Everything you send should be sent via certified mail, return receipt requested. This will help you verify that your materials made it to the intended destination, and you will have a paper trail that you can use to document your activities. It only costs a few dollars, and gives you proof that you have sent correspondence asking that the error be corrected.
Mark Twain once commented, “I didn't have time to write a short letter, so I wrote a long one instead.” Do not make this same mistake with your dispute letters. Keep them extremely short, and to the point. Furthermore, you should not use a nasty tone. A real person will read your letter, and you need their help. If the normal dispute process does not work, you're going to need a lawyer — you can leave the nasty verbose documents to them.
What to Say
Your brief letter should contain all of the relevant information needed to resolve your dispute. You can find a sample letter, which you can use as a template, in the appendix of this book. As an alternative to crafting your own letter, you may be able to download a dispute form from the credit-reporting company's Web site. Presumably, the standardized format will allow them to handle your dispute efficiently. If you choose to write your own letter, make sure you include the following:
Current and previous addresses
Social Security Number
Date of birth
Full account number and name of creditor in question
Specific reason for dispute
Along with your letter, you should include a photocopy of your entire credit report with the items in question highlighted. Your credit report will have information that may be useful to the credit-reporting company. Highlighting the items in question helps to make sure that nobody gets confused. Most importantly, you should enclose supporting documentation. Prove to them that the credit report is wrong. You should not send originals of any document. Make photocopies of your supporting documentation, because you may need to use it more often than you think.
Where to Send
Send your dispute package to the credit-reporting company, or companies, that has erroneous information on you. These companies have special addresses for disputes, which you can find at the bottom of your credit report.

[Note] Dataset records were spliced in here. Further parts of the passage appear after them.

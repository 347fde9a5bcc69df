// src/services/fetcher.rs

//! Target fetching.
//!
//! Retrieves the raw body of a target URL. Transport failures are
//! normalized into [`FetchError`]; nothing is retried here.

use async_trait::async_trait;
use reqwest::Client;

use crate::error::{FetchError, Result};
use crate::models::FetchConfig;
use crate::utils::http;

/// Source of target content.
#[async_trait]
pub trait Fetcher: Send + Sync {
    /// Fetch the raw body at `url`.
    async fn fetch(&self, url: &str) -> std::result::Result<Vec<u8>, FetchError>;
}

/// Fetcher backed by a shared `reqwest` client.
pub struct HttpFetcher {
    client: Client,
    fingerprint_error_pages: bool,
}

impl HttpFetcher {
    /// Build a fetcher with the configured user agent and timeout.
    pub fn new(config: &FetchConfig) -> Result<Self> {
        let client = http::create_async_client(config)?;
        Ok(Self::with_client(client, config.fingerprint_error_pages))
    }

    pub fn with_client(client: Client, fingerprint_error_pages: bool) -> Self {
        Self {
            client,
            fingerprint_error_pages,
        }
    }
}

#[async_trait]
impl Fetcher for HttpFetcher {
    async fn fetch(&self, url: &str) -> std::result::Result<Vec<u8>, FetchError> {
        let response = self.client.get(url).send().await?;
        let status = response.status();

        if !status.is_success() {
            if !self.fingerprint_error_pages {
                return Err(FetchError::HttpError(status.as_u16()));
            }
            log::warn!("{url} answered {status}, fingerprinting the response body anyway");
        }

        let body = response.bytes().await?;
        log::debug!("Fetched {} bytes from {url}", body.len());
        Ok(body.to_vec())
    }
}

If you are reviewing your credit report online, you may have to click on a link to get more details about the dispute process at that particular company.

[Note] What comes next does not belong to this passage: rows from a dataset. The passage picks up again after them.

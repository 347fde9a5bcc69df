//! Change detection.
//!
//! Fingerprints fetched content and classifies it against the last
//! recorded fingerprint of the same target.
//!
//! ```text
//! NO_HISTORY ──fetch──▶ STABLE(fp)                         (no notification)
//! STABLE(fp) ──same bytes──▶ STABLE(fp)                    (no notification)
//! STABLE(fp) ──different bytes──▶ STABLE(new)              (notify)
//! ```

use sha2::{Digest, Sha256};

use crate::models::ChangeOutcome;

/// Hex-encoded SHA-256 of `content`.
///
/// No normalization is applied: any byte difference, including an
/// embedded timestamp, yields a different fingerprint.
pub fn fingerprint(content: &[u8]) -> String {
    hex::encode(Sha256::digest(content))
}

/// Classify `current` against the previously recorded fingerprint.
pub fn classify(prior: Option<&str>, current: &str) -> ChangeOutcome {
    match prior {
        None => ChangeOutcome::FirstSeen,
        Some(prior) if prior == current => ChangeOutcome::Unchanged {
            prior: prior.to_string(),
        },
        Some(prior) => ChangeOutcome::Changed {
            prior: prior.to_string(),
            current: current.to_string(),
        },
    }
}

After you send in your dispute kit, do not send anything else to the credit-reporting company for at least thirty days. If you send something else in, they can restart the clock and once again take thirty days to get back to you. In addition, they may flag your dispute as frivolous if you contact them too often.
In addition to sending your dispute to the credit-reporting company, you should send a complete copy to the creditor in question. Although your dispute is supposed to go through the credit-reporting company, you may nudge things along by contacting the creditor as well.
Make an Appointment
After you submit your dispute, the issue must get resolved within thirty days. The credit-reporting company should notify you that the error was corrected, or that the information was verified as accurate and will not be removed. In order to keep things moving, you should make sure that this happens. If you have not heard from the credit-reporting company within forty days, you should contact them. Set a reminder in your computer, mark your calendar, or do whatever it takes to make sure that you stay on top of this.
If they have not responded within forty days, you should remind them of your original dispute, and include photocopies of documentation such as United States Postal Service receipts proving when they received it. Note that they have not responded, so the information must be permanently removed. Again, you can find a sample letter in the appendix of this book.